Immigration proposals to have ‘crippling effect’ on British food security, says BPC
British Poultry Council (BPC) chief executive, Richard Griffiths, believes the Government’s new immigration proposals which will see a points-based system introduced for migrants looking to enter the UK will have a ‘crippling effect..’
The policy is proposed to be introduced from 2021, and migrants will need to earn 70 points from a specific criteria before being able to apply for a visa. Migrants can earn points through a number of ways, ranging from being able to speak English to a certain level to having a job offer that is at a “required skill level.”
The proposals faced widespread criticism, not least the meat industry, and most recently from Richard Griffiths, chief executive of the BPC, who said: “The Home Office’s new immigration proposals have shown a complete disregard for British food production and will have a crippling effect on our national food security. I hope the Government understands that the food on their dinner tables is produced in large part by the people who their proposed immigration policy will prevent from coming to this country.
“Poultry is half the meat the country eats. Our sector has grown significantly, beyond the UK labour availability in the areas we operate (where the unemployment rate remains negligible). 60% of our workforce – 22,800 people – are EU nationals who ensure safe, nutritious and affordable food is available for all.

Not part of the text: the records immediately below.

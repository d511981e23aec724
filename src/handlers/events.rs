//! Event, check-in and registration endpoints

use axum::{
    extract::{Multipart, Path, Query, State},
    http::StatusCode,
    Json,
};
use chrono::Utc;
use serde::{Deserialize, Serialize};
use uuid::Uuid;
use crate::handlers::multipart::MultipartForm;
use crate::middleware::CurrentUser;
use crate::models::{Attendance, Event, EventRegistration, EventScope};
use crate::services::CheckInSubmission;
use crate::state::AppState;
use crate::utils::errors::Result;

#[derive(Debug, Default, Deserialize)]
pub struct EventListQuery {
    #[serde(default)]
    pub scope: EventScope,
}

/// An event with the caller's attendance
#[derive(Debug, Serialize)]
pub struct EventDetail {
    #[serde(flatten)]
    pub event: Event,
    pub is_live: bool,
    pub my_attendance: Option<Attendance>,
}

pub async fn list_events(
    State(state): State<AppState>,
    CurrentUser(_): CurrentUser,
    Query(query): Query<EventListQuery>,
) -> Result<Json<Vec<Event>>> {
    Ok(Json(state.services.event_service.list_events(query.scope).await?))
}

pub async fn get_event(
    State(state): State<AppState>,
    CurrentUser(profile): CurrentUser,
    Path(id): Path<Uuid>,
) -> Result<Json<EventDetail>> {
    let event = state.services.event_service.get_event(id).await?;
    let my_attendance = state.services.attendance_service.my_attendance(&profile, id).await?;

    Ok(Json(EventDetail {
        is_live: event.is_live(Utc::now()),
        event,
        my_attendance,
    }))
}

/// Multipart fields: `selfie`, `certificate`, `latitude`, `longitude`
pub async fn check_in(
    State(state): State<AppState>,
    CurrentUser(profile): CurrentUser,
    Path(id): Path<Uuid>,
    multipart: Multipart,
) -> Result<Json<Attendance>> {
    let mut form = MultipartForm::read(multipart).await?;
    let submission = CheckInSubmission {
        position: form.position()?,
        selfie: form.take_file("selfie"),
        certificate: form.take_file("certificate"),
    };

    Ok(Json(state.services.attendance_service.check_in(&profile, id, submission).await?))
}

pub async fn check_out(
    State(state): State<AppState>,
    CurrentUser(profile): CurrentUser,
    Path(id): Path<Uuid>,
) -> Result<Json<Attendance>> {
    Ok(Json(state.services.attendance_service.check_out(&profile, id).await?))
}

/// Multipart fields: `proof`, `note`
pub async fn register(
    State(state): State<AppState>,
    CurrentUser(profile): CurrentUser,
    Path(id): Path<Uuid>,
    multipart: Multipart,
) -> Result<(StatusCode, Json<EventRegistration>)> {
    let mut form = MultipartForm::read(multipart).await?;
    let note = form.text("note").map(str::to_string);
    let proof = form.take_file("proof");

    let registration = state
        .services
        .registration_service
        .register(&profile, id, proof, note)
        .await?;
    Ok((StatusCode::CREATED, Json(registration)))
}
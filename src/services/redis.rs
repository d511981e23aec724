//! Redis integration service implementation
//!
//! Short-lived JSON caching under a configurable key prefix.

use redis::{AsyncCommands, Client, RedisResult};
use serde::{Deserialize, Serialize};
use tracing::{debug, warn};
use crate::config::RedisConfig;
use crate::utils::errors::Result;

/// Redis service for caching
#[derive(Clone, Debug)]
pub struct RedisService {
    client: Client,
    config: RedisConfig,
}

impl RedisService {
    /// Create a new RedisService instance
    pub fn new(config: RedisConfig) -> Result<Self> {
        let client = Client::open(config.url.as_str())?;
        Ok(Self { client, config })
    }

    fn full_key(&self, key: &str) -> String {
        format!("{}{}", self.config.prefix, key)
    }

    /// Default TTL for cached entries
    pub fn default_ttl(&self) -> u64 {
        self.config.ttl_seconds
    }

    async fn get_connection(&self) -> Result<redis::aio::MultiplexedConnection> {
        Ok(self.client.get_multiplexed_async_connection().await?)
    }

    /// Set a value in Redis with TTL
    pub async fn set<T>(&self, key: &str, value: &T, ttl_seconds: Option<u64>) -> Result<()>
    where
        T: Serialize,
    {
        let mut conn = self.get_connection().await?;
        let serialized = serde_json::to_string(value)?;
        let full_key = self.full_key(key);
        let ttl = ttl_seconds.unwrap_or(self.config.ttl_seconds).max(1);

        let _: () = conn.set_ex(&full_key, serialized, ttl).await?;

        debug!(key = %full_key, ttl = ttl, "Value set in Redis");
        Ok(())
    }

    /// Get a value from Redis
    pub async fn get<T>(&self, key: &str) -> Result<Option<T>>
    where
        T: for<'de> Deserialize<'de>,
    {
        let mut conn = self.get_connection().await?;
        let full_key = self.full_key(key);

        let result: Option<String> = conn.get(&full_key).await?;
        match result {
            Some(data) => {
                debug!(key = %full_key, "Value retrieved from Redis");
                Ok(Some(serde_json::from_str::<T>(&data)?))
            }
            None => {
                debug!(key = %full_key, "Key not found in Redis");
                Ok(None)
            }
        }
    }

    /// Health check for Redis connection
    pub async fn health_check(&self) -> bool {
        match self.get_connection().await {
            Ok(mut conn) => {
                let result: RedisResult<String> = redis::cmd("PING").query_async(&mut conn).await;
                match result {
                    Ok(response) => response == "PONG",
                    Err(e) => {
                        warn!(error = %e, "Redis health check failed");
                        false
                    }
                }
            }
            Err(e) => {
                warn!(error = %e, "Redis connection failed");
                false
            }
        }
    }
}
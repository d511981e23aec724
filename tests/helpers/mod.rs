//! Test helpers module
//!
//! Database setup, fake data and a mock AI gateway shared by the
//! integration tests.

#![allow(dead_code)]

pub mod ai_mock;
pub mod database_helper;
pub mod test_data;

pub use ai_mock::*;
pub use database_helper::*;
pub use test_data::*;
//! Services module
//!
//! This module contains business logic services

pub mod ai;
pub mod attendance;
pub mod auth;
pub mod dashboard;
pub mod events;
pub mod marketplace;
pub mod posts;
pub mod profiles;
pub mod redis;
pub mod registrations;
pub mod storage;

// Re-export commonly used services
pub use ai::{AiClient, PromptSet};
pub use attendance::{AttendanceService, AttendanceCsv, CheckInSubmission};
pub use auth::{AuthService, Claims, Session, SignInRequest, SignUpRequest};
pub use dashboard::{DashboardService, DashboardStats};
pub use events::EventService;
pub use marketplace::MarketplaceService;
pub use posts::PostService;
pub use profiles::ProfileService;
pub use redis::RedisService;
pub use registrations::RegistrationService;
pub use storage::{StorageService, UploadedFile};

use crate::config::settings::Settings;
use crate::database::DatabaseService;
use crate::middleware::rate_limit::UserRateLimiter;
use crate::utils::errors::Result;

/// Service factory for creating and managing all services
#[derive(Clone)]
pub struct ServiceFactory {
    pub auth_service: AuthService,
    pub profile_service: ProfileService,
    pub marketplace_service: MarketplaceService,
    pub event_service: EventService,
    pub attendance_service: AttendanceService,
    pub registration_service: RegistrationService,
    pub post_service: PostService,
    pub dashboard_service: DashboardService,
    pub storage_service: StorageService,
    pub redis_service: RedisService,
}

impl ServiceFactory {
    /// Create a new ServiceFactory with all services initialized
    pub fn new(settings: &Settings, database: DatabaseService) -> Result<Self> {
        let redis_service = RedisService::new(settings.redis.clone())?;
        let storage_service = StorageService::new(settings.storage.clone());
        let prompts = PromptSet::load(settings.ai.prompts_path.as_deref())?;
        let ai_client = AiClient::new(settings.ai.clone(), prompts)?;
        let limiter = UserRateLimiter::per_minute(settings.ai.requests_per_minute);

        Ok(Self {
            auth_service: AuthService::new(
                database.accounts.clone(),
                database.profiles.clone(),
                settings.auth.clone(),
            ),
            profile_service: ProfileService::new(database.profiles.clone()),
            marketplace_service: MarketplaceService::new(
                database.listings.clone(),
                database.transactions.clone(),
                storage_service.clone(),
            ),
            event_service: EventService::new(database.events.clone()),
            attendance_service: AttendanceService::new(
                database.events.clone(),
                database.attendances.clone(),
                storage_service.clone(),
            ),
            registration_service: RegistrationService::new(
                database.events.clone(),
                database.registrations.clone(),
                storage_service.clone(),
            ),
            post_service: PostService::new(
                database.posts.clone(),
                database.events.clone(),
                ai_client,
                limiter,
            ),
            dashboard_service: DashboardService::new(database, redis_service.clone()),
            storage_service,
            redis_service,
        })
    }
}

“While automation will reduce the need for non-UK labour in the future, the Government must understand that automation is not a magic bullet that can bridge the skills gap.”

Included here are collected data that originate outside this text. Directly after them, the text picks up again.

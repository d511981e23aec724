//! Admin dashboard statistics

use chrono::Utc;
use serde::{Deserialize, Serialize};
use tracing::{debug, warn};
use crate::database::DatabaseService;
use crate::models::ListingStatus;
use crate::services::redis::RedisService;
use crate::utils::errors::Result;

const STATS_CACHE_KEY: &str = "dashboard:stats";
pub const MAX_STATS_TTL_SECONDS: u64 = 60;

#[derive(Debug, Clone, PartialEq, Eq, Serialize, Deserialize)]
pub struct DashboardStats {
    pub total_users: i64,
    pub total_listings: i64,
    pub active_listings: i64,
    pub total_events: i64,
    pub upcoming_events: i64,
    pub total_posts: i64,
}

#[derive(Clone)]
pub struct DashboardService {
    database: DatabaseService,
    redis: RedisService,
}

impl DashboardService {
    pub fn new(database: DatabaseService, redis: RedisService) -> Self {
        Self { database, redis }
    }

    fn cache_ttl(&self) -> u64 {
        self.redis.default_ttl().min(MAX_STATS_TTL_SECONDS)
    }

    /// Current statistics, served from cache when fresh
    pub async fn stats(&self) -> Result<DashboardStats> {
        match self.redis.get::<DashboardStats>(STATS_CACHE_KEY).await {
            Ok(Some(stats)) => {
                debug!("Dashboard stats served from cache");
                return Ok(stats);
            }
            Ok(None) => {}
            Err(e) => warn!(error = %e, "Dashboard cache read failed; querying database"),
        }

        let stats = self.compute().await?;
        if let Err(e) = self.redis.set(STATS_CACHE_KEY, &stats, Some(self.cache_ttl())).await {
            warn!(error = %e, "Dashboard cache write failed");
        }
        Ok(stats)
    }

    async fn compute(&self) -> Result<DashboardStats> {
        let now = Utc::now();
        let db = &self.database;
        let (total_users, total_listings, active_listings, total_events, upcoming_events, total_posts) = futures::try_join!(
            db.profiles.count(),
            db.listings.count(),
            db.listings.count_by_status(ListingStatus::Active),
            db.events.count(),
            db.events.count_upcoming(now),
            db.posts.count(),
        )?;

        Ok(DashboardStats {
            total_users,
            total_listings,
            active_listings,
            total_events,
            upcoming_events,
            total_posts,
        })
    }
}
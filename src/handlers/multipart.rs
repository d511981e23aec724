//! Multipart form helpers

use std::collections::HashMap;
use axum::extract::multipart::{Multipart, MultipartError};
use axum::http::StatusCode;
use crate::models::GeoPoint;
use crate::services::UploadedFile;
use crate::utils::errors::{KarmaHubError, Result};

/// Body-limit failures keep their 413 status; everything else is bad input
fn multipart_error(e: MultipartError, context: &str) -> KarmaHubError {
    if e.status() == StatusCode::PAYLOAD_TOO_LARGE {
        KarmaHubError::PayloadTooLarge(format!("{}: {}", context, e.body_text()))
    } else {
        KarmaHubError::InvalidInput(format!("{}: {}", context, e.body_text()))
    }
}

/// Fields of a multipart form, split into files and text values
#[derive(Debug, Default)]
pub struct MultipartForm {
    files: HashMap<String, UploadedFile>,
    texts: HashMap<String, String>,
}

impl MultipartForm {
    /// Read every field of the form into memory
    pub async fn read(mut multipart: Multipart) -> Result<Self> {
        let mut form = MultipartForm::default();

        while let Some(field) = multipart
            .next_field()
            .await
            .map_err(|e| multipart_error(e, "Malformed multipart body"))?
        {
            let Some(name) = field.name().map(str::to_string) else {
                continue;
            };
            let filename = field.file_name().map(str::to_string);
            let bytes = field
                .bytes()
                .await
                .map_err(|e| multipart_error(e, &format!("Failed to read field '{}'", name)))?;

            match filename {
                Some(filename) if !filename.is_empty() => {
                    form.files.insert(name, UploadedFile::new(filename, bytes.to_vec()));
                }
                Some(_) => {}
                None => {
                    let text = String::from_utf8(bytes.to_vec())
                        .map_err(|_| KarmaHubError::InvalidInput(format!("Field '{}' is not valid UTF-8", name)))?;
                    form.texts.insert(name, text);
                }
            }
        }

        Ok(form)
    }

    pub fn take_file(&mut self, name: &str) -> Option<UploadedFile> {
        self.files.remove(name)
    }

    pub fn text(&self, name: &str) -> Option<&str> {
        self.texts.get(name).map(|s| s.trim()).filter(|s| !s.is_empty())
    }

    pub fn number(&self, name: &str) -> Result<Option<f64>> {
        self.text(name)
            .map(|v| {
                v.parse::<f64>()
                    .map_err(|_| KarmaHubError::InvalidInput(format!("Field '{}' must be a number", name)))
            })
            .transpose()
    }

    /// Optional `latitude`/`longitude` pair
    pub fn position(&self) -> Result<Option<GeoPoint>> {
        match (self.number("latitude")?, self.number("longitude")?) {
            (Some(latitude), Some(longitude)) => Ok(Some(GeoPoint { latitude, longitude })),
            (None, None) => Ok(None),
            _ => Err(KarmaHubError::InvalidInput(
                "Latitude and longitude must be sent together".to_string(),
            )),
        }
    }
}
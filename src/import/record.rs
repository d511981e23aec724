//! Column normalization and per-row validation

use crate::models::AppRole;
use crate::utils::helpers::{digits_only, normalize_email};
use super::reader::RawRow;

/// Minimum digits a mobile number must carry; the password is its tail
pub const PASSWORD_DIGITS: usize = 5;

const NAME: &[&str] = &["name", "Name", "NAME", "Full Name", "Student Name", "First Name", "FirstName"];
const MIDDLE_NAME: &[&str] = &["Middle Name", "middle_name", "MiddleName"];
const LAST_NAME: &[&str] = &["Last Name", "last_name", "LastName", "Surname"];
const EMAIL: &[&str] = &["email", "Email", "EMAIL", "Email Address", "E-mail", "Email ID", "EmailID"];
const MOBILE: &[&str] = &[
    "mobile", "Mobile", "MOBILE", "Phone", "Mobile Number", "Contact", "Phone Number", "Contact Number",
];
const ROLE: &[&str] = &["role", "Role", "ROLE", "User Role"];
const COLLEGE: &[&str] = &["college", "College", "COLLEGE", "Institution"];
const BRANCH: &[&str] = &["branch", "Branch", "BRANCH", "Department", "Stream"];
const YEAR: &[&str] = &["year", "Year", "YEAR", "Year of Study"];
const BIO: &[&str] = &["bio", "Bio", "BIO", "About", "Description"];
const LINKEDIN: &[&str] = &["linkedin_url", "LinkedIn", "linkedin", "LinkedIn URL", "LinkedIn Profile"];

/// A row with its columns mapped onto profile fields
#[derive(Debug, Clone, Default, PartialEq)]
pub struct ImportRecord {
    pub name: Option<String>,
    pub email: Option<String>,
    pub mobile: Option<String>,
    pub role: Option<String>,
    pub college: Option<String>,
    pub branch: Option<String>,
    pub year: Option<String>,
    pub bio: Option<String>,
    pub linkedin_url: Option<String>,
}

/// A record that passed validation and is ready to be created
#[derive(Debug, Clone, PartialEq)]
pub struct ValidRecord {
    pub name: String,
    pub email: String,
    pub password: String,
    pub role: AppRole,
    pub college: Option<String>,
    pub branch: Option<String>,
    pub year: Option<i32>,
    pub bio: Option<String>,
    pub linkedin_url: Option<String>,
}

/// First alias with a non-empty value wins
fn pick(row: &RawRow, aliases: &[&str]) -> Option<String> {
    aliases
        .iter()
        .filter_map(|alias| row.get(*alias))
        .map(|value| value.trim())
        .find(|value| !value.is_empty())
        .map(str::to_string)
}

/// Map a raw row onto known fields, joining first/middle/last names
pub fn normalize_record(row: &RawRow) -> ImportRecord {
    let parts: Vec<String> = [pick(row, NAME), pick(row, MIDDLE_NAME), pick(row, LAST_NAME)]
        .into_iter()
        .flatten()
        .collect();
    let name = if parts.is_empty() { None } else { Some(parts.join(" ")) };

    ImportRecord {
        name,
        email: pick(row, EMAIL),
        mobile: pick(row, MOBILE),
        role: pick(row, ROLE),
        college: pick(row, COLLEGE),
        branch: pick(row, BRANCH),
        year: pick(row, YEAR),
        bio: pick(row, BIO),
        linkedin_url: pick(row, LINKEDIN),
    }
}

/// Leading integer of a cell such as "3" or "3rd"
fn parse_year(value: &str) -> Option<i32> {
    let digits: String = value.trim().chars().take_while(|c| c.is_ascii_digit()).collect();
    digits.parse().ok()
}

impl ImportRecord {
    /// Validate the record; the error is the skip reason
    pub fn validate(&self) -> std::result::Result<ValidRecord, String> {
        let (name, email, mobile) = match (&self.name, &self.email, &self.mobile) {
            (Some(n), Some(e), Some(m)) => (n, e, m),
            _ => return Err("Missing required fields (name, email, or mobile)".to_string()),
        };

        let email = normalize_email(email);
        if !email.contains('@') {
            return Err("Invalid email format".to_string());
        }

        let digits = digits_only(mobile);
        if digits.len() < PASSWORD_DIGITS {
            return Err("Invalid mobile number".to_string());
        }
        let password = digits[digits.len() - PASSWORD_DIGITS..].to_string();

        let role = match self.role.as_deref() {
            Some(r) if r.trim().eq_ignore_ascii_case("admin") => AppRole::Admin,
            _ => AppRole::Student,
        };

        Ok(ValidRecord {
            name: name.clone(),
            email,
            password,
            role,
            college: self.college.clone(),
            branch: self.branch.clone(),
            year: self.year.as_deref().and_then(parse_year),
            bio: self.bio.clone(),
            linkedin_url: self.linkedin_url.clone(),
        })
    }
}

“The current immigration proposals don’t recognise the real needs of this country. Limiting access to labour has the potential to cripple food businesses and make access to quality British food very hard for the vulnerable. 8.4 million people in the UK are still ‘too poor to eat’. Securing British food for future generations must be a national priority. We cannot run the risk of creating a two-tier food system where we import food produced to lower standards and only the affluent can afford high quality British produce.
“Poultry meat producers are determined to move away from reliance on immigration and investing in staff retention, productivity, technology and automation. While automation will reduce the need for non-UK labour in the future, the Government must understand that automation is not a magic bullet that can bridge the skills gap. Our sector has jobs that need human skills, jobs that support our economy and communities, and jobs that ensure everyone has access to British food produced to British standards.
“The Government must recognise food as a special case that is treated as a national security issue.”
“We welcome the Government’s commitment to expand the pilot scheme for seasonal workers in agriculture. Around 9 million British turkeys are reared for Christmas every year to some of the highest standards in the world. Given that the British poultry meat sector caters to the seasonal agri-food market, we are calling on the Government to extend the seasonal worker scheme to poultry meat to ensure Christmas turkeys remain affordable and available for all.
“The Government must recognise food as a special case that is treated as a national security issue. It must ensure that British food, and the quality it represents, stays affordable and available for all. Losing control of how we feed ourselves as a nation would undermine British food producers at a time when we should be looking to use Brexit as an opportunity to take matters of food security, nutrition, and sustainability into our own hands.”